Calculations and pharmacokinetic data analysis

The relative recovery of S-atenolol for each microdialysis probe was evaluated using retrodialysis with atenolol-D7 as a calibrator according to

$$ Recovery = \frac{{C_{in,ATD7} - C_{out,ATD7} }}{{C_{in,ATD7} }} $$
(3)

where Cin,ATD7 and Cout,ATD7 are the concentrations of atenolol-D7 in perfusate and dialysate, respectively [18]. The relative recovery simultaneously determined by the retrodialysis of atenolol-D7 was 6.94 ± 0.67% for the microdialysis probes in brain and 50.1 ± 1.9% for the probes in blood without any time-dependence.

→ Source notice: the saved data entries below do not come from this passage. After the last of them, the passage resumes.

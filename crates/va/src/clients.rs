use std::sync::Arc;

use async_trait::async_trait;
use thiserror::Error;

use verdite_core_types::{CheckCaaRequest, CheckCaaResult, Rir, ValidationRequest, ValidationResult};

/// Capability to ask a remote perspective to validate a challenge.
#[async_trait]
pub trait ValidationClient: Send + Sync {
    async fn validate_challenge(&self, req: ValidationRequest)
        -> Result<ValidationResult, RpcError>;
}

/// Capability to ask a remote perspective to check CAA.
#[async_trait]
pub trait CaaClient: Send + Sync {
    async fn check_caa(&self, req: CheckCaaRequest) -> Result<CheckCaaResult, RpcError>;
}

/// Transport-level failure of a remote perspective RPC. Cancellation is
/// distinguishable from every other failure; the coordinator surfaces the
/// two differently.
#[derive(Clone, Debug, PartialEq, Eq, Error)]
pub enum RpcError {
    /// The RPC was cancelled before it completed.
    #[error("RPC canceled")]
    Canceled,
    /// The transport failed or the backend was unreachable.
    #[error("{0}")]
    Transport(String),
}

/// The capability set held for one remote perspective.
#[derive(Clone)]
pub struct RemoteClients {
    pub validate: Arc<dyn ValidationClient>,
    pub check_caa: Arc<dyn CaaClient>,
}

/// A configured remote perspective: a label, the RIR region it is deployed
/// in, and its RPC clients. The set is immutable for the lifetime of a VA.
#[derive(Clone)]
pub struct RemoteVa {
    pub label: String,
    pub rir: Rir,
    pub clients: RemoteClients,
}

impl RemoteVa {
    pub fn new(label: impl Into<String>, rir: Rir, clients: RemoteClients) -> Self {
        Self {
            label: label.into(),
            rir,
            clients,
        }
    }
}
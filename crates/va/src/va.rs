use std::sync::Arc;
use std::time::Duration;

use thiserror::Error;
use tokio::time::Instant;
use tracing::debug;

use verdite_core_types::{
    ChallengeStatus, CheckCaaRequest, CheckCaaResult, Rir, ValidationRequest, ValidationResult,
};

use crate::audit::{
    self, AuditChallenge, AuditLog, CaaAuditRecord, ChallengeAuditRecord, DifferentialFailure,
    DifferentialRecord,
};
use crate::clients::RemoteVa;
use crate::config::{ConfigError, VaConfig};
use crate::metrics::Metrics;
use crate::mpic::{Corroboration, Operation, RemoteFailure, RemoteRequest};
use crate::net::{Fetcher, Resolver, TlsDialer};
use crate::policy::DomainPolicy;

/// The collaborators a VA consumes. All of them are shared, immutable after
/// startup, and safe for concurrent use.
#[derive(Clone)]
pub struct Collaborators {
    pub resolver: Arc<dyn Resolver>,
    pub fetcher: Arc<dyn Fetcher>,
    pub tls_dialer: Arc<dyn TlsDialer>,
    pub policy: Arc<dyn DomainPolicy>,
    pub audit: Arc<dyn AuditLog>,
    pub metrics: Metrics,
}

/// A request was malformed enough that no validation was attempted. Every
/// validation-level failure travels inside the result's problem instead.
#[derive(Clone, Debug, PartialEq, Eq, Error)]
pub enum RequestError {
    #[error("request identifier is empty")]
    MissingIdentifier,
    #[error("challenge token is empty")]
    MissingToken,
    #[error("key authorization is empty")]
    MissingKeyAuthorization,
    #[error("registration ID must be positive, got {0}")]
    InvalidRegId(i64),
}

/// One perspective of the validation authority.
///
/// An instance is long-lived and holds no per-request state; requests and
/// results are scoped to a single call.
pub struct ValidationAuthority {
    pub(crate) resolver: Arc<dyn Resolver>,
    pub(crate) fetcher: Arc<dyn Fetcher>,
    pub(crate) tls_dialer: Arc<dyn TlsDialer>,
    pub(crate) policy: Arc<dyn DomainPolicy>,
    pub(crate) audit: Arc<dyn AuditLog>,
    pub(crate) metrics: Metrics,
    pub(crate) remotes: Vec<RemoteVa>,
    pub(crate) user_agent: String,
    pub(crate) ca_identities: Vec<String>,
    pub(crate) account_uri_prefixes: Vec<String>,
    pub(crate) http_port: u16,
    pub(crate) tls_port: u16,
    pub(crate) perspective: String,
    pub(crate) rir: Rir,
    pub(crate) attempt_timeout: Duration,
}

impl ValidationAuthority {
    pub fn new(
        config: VaConfig,
        collaborators: Collaborators,
        remotes: Vec<RemoteVa>,
    ) -> Result<Self, ConfigError> {
        if config.ca_identities.is_empty() {
            return Err(ConfigError::NoCaIdentities);
        }
        if config.account_uri_prefixes.is_empty() {
            return Err(ConfigError::NoAccountUriPrefixes);
        }

        let attempt_timeout = config.attempt_timeout();

        Ok(Self {
            resolver: collaborators.resolver,
            fetcher: collaborators.fetcher,
            tls_dialer: collaborators.tls_dialer,
            policy: collaborators.policy,
            audit: collaborators.audit,
            metrics: collaborators.metrics,
            remotes,
            user_agent: config.user_agent,
            ca_identities: config.ca_identities,
            account_uri_prefixes: config.account_uri_prefixes,
            http_port: config.http_port,
            tls_port: config.tls_port,
            attempt_timeout,
            perspective: config.perspective,
            rir: config.rir,
        })
    }

    pub fn perspective(&self) -> &str {
        &self.perspective
    }

    pub fn rir(&self) -> Rir {
        self.rir
    }

    pub fn metrics(&self) -> &Metrics {
        &self.metrics
    }

    /// Validate one challenge: perform it locally, and when the primary
    /// passes, corroborate the result from every remote perspective.
    pub async fn validate_challenge(
        &self,
        req: &ValidationRequest,
    ) -> Result<ValidationResult, RequestError> {
        let started = Instant::now();

        if let Err(err) = check_validation_request(req) {
            self.observe_rejected_request(Operation::Challenge, &req.challenge.kind, started);
            return Err(err);
        }

        debug!(
            identifier = %req.identifier,
            challenge_type = %req.challenge.kind,
            "validating challenge"
        );

        let (records, primary_problem) = self
            .perform_challenge(
                &req.challenge.kind,
                &req.challenge.token,
                &req.identifier,
                &req.key_authorization,
            )
            .await;

        let (problem, summary) = match primary_problem {
            Some(problem) => (Some(problem), None),
            None if self.remotes.is_empty() => (None, None),
            None => {
                let corroboration = self
                    .corroborate(Operation::Challenge, RemoteRequest::Validate(req.clone()))
                    .await;
                self.audit_differentials(
                    req.identifier.value(),
                    req.reg_id,
                    &req.challenge.kind,
                    &corroboration,
                );
                let Corroboration {
                    problem, summary, ..
                } = corroboration;
                (problem, Some(summary))
            }
        };

        let status = if problem.is_none() {
            ChallengeStatus::Valid
        } else {
            ChallengeStatus::Invalid
        };
        let latency = started.elapsed();

        audit::emit(
            self.audit.as_ref(),
            Operation::Challenge.audit_prefix(),
            &ChallengeAuditRecord {
                identifier: req.identifier.value(),
                account_id: req.reg_id,
                challenge_type: &req.challenge.kind,
                operation: Operation::Challenge.metric_label(),
                perspective: &self.perspective,
                challenge: AuditChallenge {
                    kind: &req.challenge.kind,
                    status,
                    validation_record: &records,
                },
                problem: problem.as_ref(),
                mpic_summary: summary.as_ref(),
                latency_ms: latency.as_millis(),
            },
        );

        self.metrics.observe(
            Operation::Challenge.metric_label(),
            &self.perspective,
            &req.challenge.kind,
            problem.as_ref().map(|p| p.kind),
            latency,
        );

        Ok(ValidationResult {
            records,
            problem,
            perspective: self.perspective.clone(),
            rir: self.rir,
        })
    }

    /// Check CAA authorization for one identifier, corroborated the same way
    /// as challenge validation. A recheck differs only in audit metadata.
    pub async fn check_caa(&self, req: &CheckCaaRequest) -> Result<CheckCaaResult, RequestError> {
        let started = Instant::now();

        if let Err(err) = check_caa_request(req) {
            self.observe_rejected_request(Operation::Caa, &req.challenge_type, started);
            return Err(err);
        }

        debug!(
            identifier = %req.identifier,
            is_recheck = req.is_recheck,
            "checking CAA authorization"
        );

        let primary_problem = self
            .check_caa_records(&req.identifier, &req.challenge_type, req.reg_id)
            .await;

        let (problem, summary) = match primary_problem {
            Some(problem) => (Some(problem), None),
            None if self.remotes.is_empty() => (None, None),
            None => {
                let corroboration = self
                    .corroborate(Operation::Caa, RemoteRequest::Caa(req.clone()))
                    .await;
                self.audit_differentials(
                    req.identifier.value(),
                    req.reg_id,
                    &req.challenge_type,
                    &corroboration,
                );
                let Corroboration {
                    problem, summary, ..
                } = corroboration;
                (problem, Some(summary))
            }
        };

        let latency = started.elapsed();

        audit::emit(
            self.audit.as_ref(),
            Operation::Caa.audit_prefix(),
            &CaaAuditRecord {
                identifier: req.identifier.value(),
                account_id: req.reg_id,
                challenge_type: &req.challenge_type,
                operation: Operation::Caa.metric_label(),
                perspective: &self.perspective,
                is_recheck: req.is_recheck,
                problem: problem.as_ref(),
                mpic_summary: summary.as_ref(),
                latency_ms: latency.as_millis(),
            },
        );

        self.metrics.observe(
            Operation::Caa.metric_label(),
            &self.perspective,
            &req.challenge_type,
            problem.as_ref().map(|p| p.kind),
            latency,
        );

        Ok(CheckCaaResult {
            problem,
            perspective: self.perspective.clone(),
            rir: self.rir,
        })
    }

    fn audit_differentials(
        &self,
        identifier: &str,
        account_id: i64,
        challenge_type: &str,
        corroboration: &Corroboration,
    ) {
        if corroboration.failures.is_empty() {
            return;
        }

        let remote_failures: Vec<DifferentialFailure<'_>> = corroboration
            .failures
            .iter()
            .map(|failure: &RemoteFailure| DifferentialFailure {
                perspective: &failure.perspective,
                rir: failure.rir,
                problem: &failure.problem,
                transport_cause: failure.transport_cause.as_deref(),
            })
            .collect();

        audit::emit(
            self.audit.as_ref(),
            audit::DIFFERENTIAL_PREFIX,
            &DifferentialRecord {
                identifier,
                account_id,
                challenge_type,
                remote_successes: corroboration.successes,
                remote_failures,
            },
        );
    }

    fn observe_rejected_request(
        &self,
        operation: Operation,
        challenge_type: &str,
        started: Instant,
    ) {
        self.metrics.observe(
            operation.metric_label(),
            &self.perspective,
            challenge_type,
            Some(verdite_core_types::ProblemKind::ServerInternal),
            started.elapsed(),
        );
    }
}

fn check_validation_request(req: &ValidationRequest) -> Result<(), RequestError> {
    if req.identifier.value().is_empty() {
        return Err(RequestError::MissingIdentifier);
    }
    if req.challenge.token.is_empty() {
        return Err(RequestError::MissingToken);
    }
    if req.key_authorization.is_empty() {
        return Err(RequestError::MissingKeyAuthorization);
    }
    if req.reg_id <= 0 {
        return Err(RequestError::InvalidRegId(req.reg_id));
    }
    Ok(())
}

fn check_caa_request(req: &CheckCaaRequest) -> Result<(), RequestError> {
    if req.identifier.value().is_empty() {
        return Err(RequestError::MissingIdentifier);
    }
    if req.reg_id <= 0 {
        return Err(RequestError::InvalidRegId(req.reg_id));
    }
    Ok(())
}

The unbound concentration of S-atenolol in brain ECF and plasma was calculated by dividing the measured S-atenolol concentration in dialysate by the relative recovery.

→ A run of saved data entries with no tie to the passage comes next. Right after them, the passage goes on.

use std::collections::HashMap;
use std::sync::atomic::{AtomicUsize, Ordering};
use std::time::Duration;

use async_trait::async_trait;
use bytes::Bytes;

use verdite_va::net::{FetchError, FetchRequest, FetchResponse, Fetcher};

/// How the scripted fetcher answers a request.
#[derive(Clone, Debug)]
pub enum FetchBehavior {
    /// 200 with the key authorization plus trailing whitespace, the way
    /// real challenge responders tend to serve it.
    KeyAuthorization,
    /// 200 with a body that matches no challenge.
    WrongBody,
    /// The given status with an empty body.
    Status(u16),
    /// 302 to the given location.
    RedirectTo(String),
    /// Connection refused.
    Refused,
    /// Connection reset by peer.
    Reset,
    /// Sleep, then answer with the key authorization.
    Slow(Duration),
}

/// A scripted [`Fetcher`], keyed by request host with a default behavior.
pub struct MockFetcher {
    key_authorization: String,
    default: FetchBehavior,
    per_host: HashMap<String, FetchBehavior>,
    requests: AtomicUsize,
}

impl MockFetcher {
    pub fn new(key_authorization: &str, default: FetchBehavior) -> Self {
        Self {
            key_authorization: key_authorization.to_string(),
            default,
            per_host: HashMap::new(),
            requests: AtomicUsize::new(0),
        }
    }

    /// Serves the key authorization for every host.
    pub fn passing(key_authorization: &str) -> Self {
        Self::new(key_authorization, FetchBehavior::KeyAuthorization)
    }

    /// Serves a mismatched body for every host.
    pub fn failing(key_authorization: &str) -> Self {
        Self::new(key_authorization, FetchBehavior::WrongBody)
    }

    pub fn with_host(mut self, host: &str, behavior: FetchBehavior) -> Self {
        self.per_host.insert(host.to_string(), behavior);
        self
    }

    /// Total requests served, across redirects.
    pub fn request_count(&self) -> usize {
        self.requests.load(Ordering::SeqCst)
    }

    fn key_authorization_body(&self) -> Bytes {
        Bytes::from(format!("{}\n\r \t", self.key_authorization))
    }
}

#[async_trait]
impl Fetcher for MockFetcher {
    async fn get(&self, request: FetchRequest) -> Result<FetchResponse, FetchError> {
        self.requests.fetch_add(1, Ordering::SeqCst);

        let behavior = self
            .per_host
            .get(&request.host)
            .unwrap_or(&self.default)
            .clone();

        match behavior {
            FetchBehavior::KeyAuthorization => Ok(FetchResponse {
                status: 200,
                location: None,
                body: self.key_authorization_body(),
            }),
            FetchBehavior::WrongBody => Ok(FetchResponse {
                status: 200,
                location: None,
                body: Bytes::from_static(b"???"),
            }),
            FetchBehavior::Status(status) => Ok(FetchResponse {
                status,
                location: None,
                body: Bytes::new(),
            }),
            FetchBehavior::RedirectTo(location) => Ok(FetchResponse {
                status: 302,
                location: Some(location),
                body: Bytes::new(),
            }),
            FetchBehavior::Refused => Err(FetchError::ConnectionRefused),
            FetchBehavior::Reset => Err(FetchError::ConnectionReset),
            FetchBehavior::Slow(delay) => {
                tokio::time::sleep(delay).await;
                Ok(FetchResponse {
                    status: 200,
                    location: None,
                    body: self.key_authorization_body(),
                })
            }
        }
    }
}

The Kp,uu,brain was calculated to characterize the extent of S-atenolol equilibration across the BBB as:

$$ K_{p,uu,brain} = \frac{{C_{u,ss,brainECF} }}{{C_{u,ss,plasma} }} $$
(4)

where Cu,ss,brainECF and Cu,ss,plasma are the unbound drug concentrations in brain ECF and plasma at the steady state, respectively.

The half-lives in brain ECF and plasma, t1/2,brainECF and t1/2,plasma, were calculated based on the corresponding middle time points of microdialysis collection intervals of the elimination phase:

$$ t_{1/2} = \frac{0.693}{{\lambda_{z} }} $$
(5)

where λz is the terminal rate constant obtained from the last seven observations. The half-lives of unbound S-atenolol in brain ECF and plasma were compared using paired t test.

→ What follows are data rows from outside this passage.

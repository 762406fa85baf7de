use std::time::Duration;

use serde::{Deserialize, Serialize};
use thiserror::Error;

use verdite_core_types::{Rir, PRIMARY_PERSPECTIVE};

/// Static configuration of a VA instance. Handed to
/// [`crate::ValidationAuthority::new`] once and never mutated afterwards.
#[derive(Clone, Debug, Serialize, Deserialize)]
pub struct VaConfig {
    /// User agent sent on outbound HTTP-01 fetches.
    pub user_agent: String,
    /// CA identities recognized in CAA `issue`/`issuewild` property values.
    pub ca_identities: Vec<String>,
    /// Prefixes used to form account URIs from registration IDs when
    /// enforcing the CAA `accounturi` parameter.
    pub account_uri_prefixes: Vec<String>,
    #[serde(default = "default_http_port")]
    pub http_port: u16,
    #[serde(default = "default_tls_port")]
    pub tls_port: u16,
    /// Label this instance reports in perspective results.
    #[serde(default = "default_perspective")]
    pub perspective: String,
    /// The RIR service region this instance is deployed in.
    pub rir: Rir,
    /// Deadline for a single network attempt (lookup, connect, handshake).
    #[serde(default = "default_attempt_timeout_ms")]
    pub attempt_timeout_ms: u64,
}

impl VaConfig {
    pub fn attempt_timeout(&self) -> Duration {
        Duration::from_millis(self.attempt_timeout_ms)
    }
}

fn default_http_port() -> u16 {
    80
}

fn default_tls_port() -> u16 {
    443
}

fn default_perspective() -> String {
    PRIMARY_PERSPECTIVE.to_string()
}

fn default_attempt_timeout_ms() -> u64 {
    10_000
}

#[derive(Clone, Debug, PartialEq, Eq, Error)]
pub enum ConfigError {
    /// CAA checking is meaningless without an identity to authorize.
    #[error("at least one CA identity must be configured")]
    NoCaIdentities,
    /// `accounturi` enforcement needs at least one prefix to form URIs with.
    #[error("at least one account URI prefix must be configured")]
    NoAccountUriPrefixes,
}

A pharmacokinetic model was developed using nonlinear mixed effect modeling (NONMEM, version 7.3.0, ICON Development Solutions, Ellicott City, MD, US) to describe the rate of S-atenolol transport across the BBB via CLin and CLout. The method of first-order conditional estimation with interaction (FOCEI) was used throughout the modeling procedure. The inter-individual variability was investigated for all pharmacokinetic parameters during the model development using an exponential model:

$$ P_{i} = P_{pop} e^{{\eta_{i} }} $$
(6)

where Pi is the value of the parameter for the i-th individual, while Ppop is the typical value of the parameter in the population. The inter-individual variability was described by η, which was assumed to follow a normal distribution with a mean at 0 and standard deviation ω. In addition, different error models (proportional, additive, and slope-intercept error models) were explored to evaluate the residual variability, i.e. the difference between predicted and observed concentrations, for each type of observations.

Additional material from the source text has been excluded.